Antibody against Na/K-ATPase inhibitor lowers blood pressure and increases vascular Fli1 in experimental preeclampsia.

BACKGROUND Previous studies implicated cardiotonic steroids, including Na/K-ATPase inhibitor marinobufagenin (MBG), in the pathogenesis of preeclampsia (PE). We demonstrated that MBG induces fibrosis via mechanism involving inhibition of Fli1, a nuclear transcription factor and a negative regulator of collagen-1 synthesis.

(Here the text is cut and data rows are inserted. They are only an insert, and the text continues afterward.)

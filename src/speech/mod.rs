//! Speech-to-text adapter seam.
//!
//! The engine consumes speech capture only through the `SpeechRecognizer`
//! trait; microphone handling and the remote recognition API live in the
//! hosting application. `SpeechWorker` keeps the blocking capture call off
//! the UI thread.

mod worker;

pub use worker::{CaptureResult, SpeechWorker};

/// Capture failures, each surfaced as a distinct user message. All are
/// recoverable by retrying the action.
#[derive(Debug, Clone, PartialEq, Eq, thiserror::Error)]
pub enum SpeechError {
    #[error("no speech detected before the timeout")]
    NoSpeechDetected,

    #[error("could not understand the audio")]
    Unintelligible,

    #[error("recognition service unavailable: {0}")]
    ServiceUnavailable(String),
}

/// A blocking speech-capture backend with a bounded internal timeout.
/// One attempt per call; retry policy belongs to the user action.
pub trait SpeechRecognizer: Send {
    fn capture(&mut self) -> Result<String, SpeechError>;
}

We hypothesized that PE blockade of increased MBG with antibody would lessen the fibrosis of umbilical arteries and lower the blood pressure in rats with PE. METHODS We tested 36 pregnant Sprague-Dawley rats in which 12 were made hypertensive by 1.8% Na supplementation (days 6-19 of gestation), 12 pregnant rats served controls. At day 19, PE rats received one intraperitoneal injection of polyclonal anti-MBG-4 antibody (0.5 ug/ml) for 4 hours. RESULTS PE was associated with higher blood pressure (117 2 vs. 107 +/- 2 mm Hg; P < 0.01), plasma MBG levels (1.54 +/- 0.34 vs. 0.49 +/- 0.11 nmol/L; P < 0.01), protein excretion (26 vs. 12 mg/24 hours), sFlt-1 (3-fold), decrease in Fli1 (7-fold) and increase in collagen-1 in aorta (4-fold) vs. control rats (all P < 0.01). In 12 rats treated with polyclonal anti-MBG-4 antibody blood pressure dropped (93 +/- 3 mm Hg) and Fli1 was decreased much less (2-fold; P < 0.01 vs. nontreated rats). CONCLUSIONS These results demonstrate that in experimental PE elevated MBG level is implicated in umbilical fibrosis via suppression of Fli1.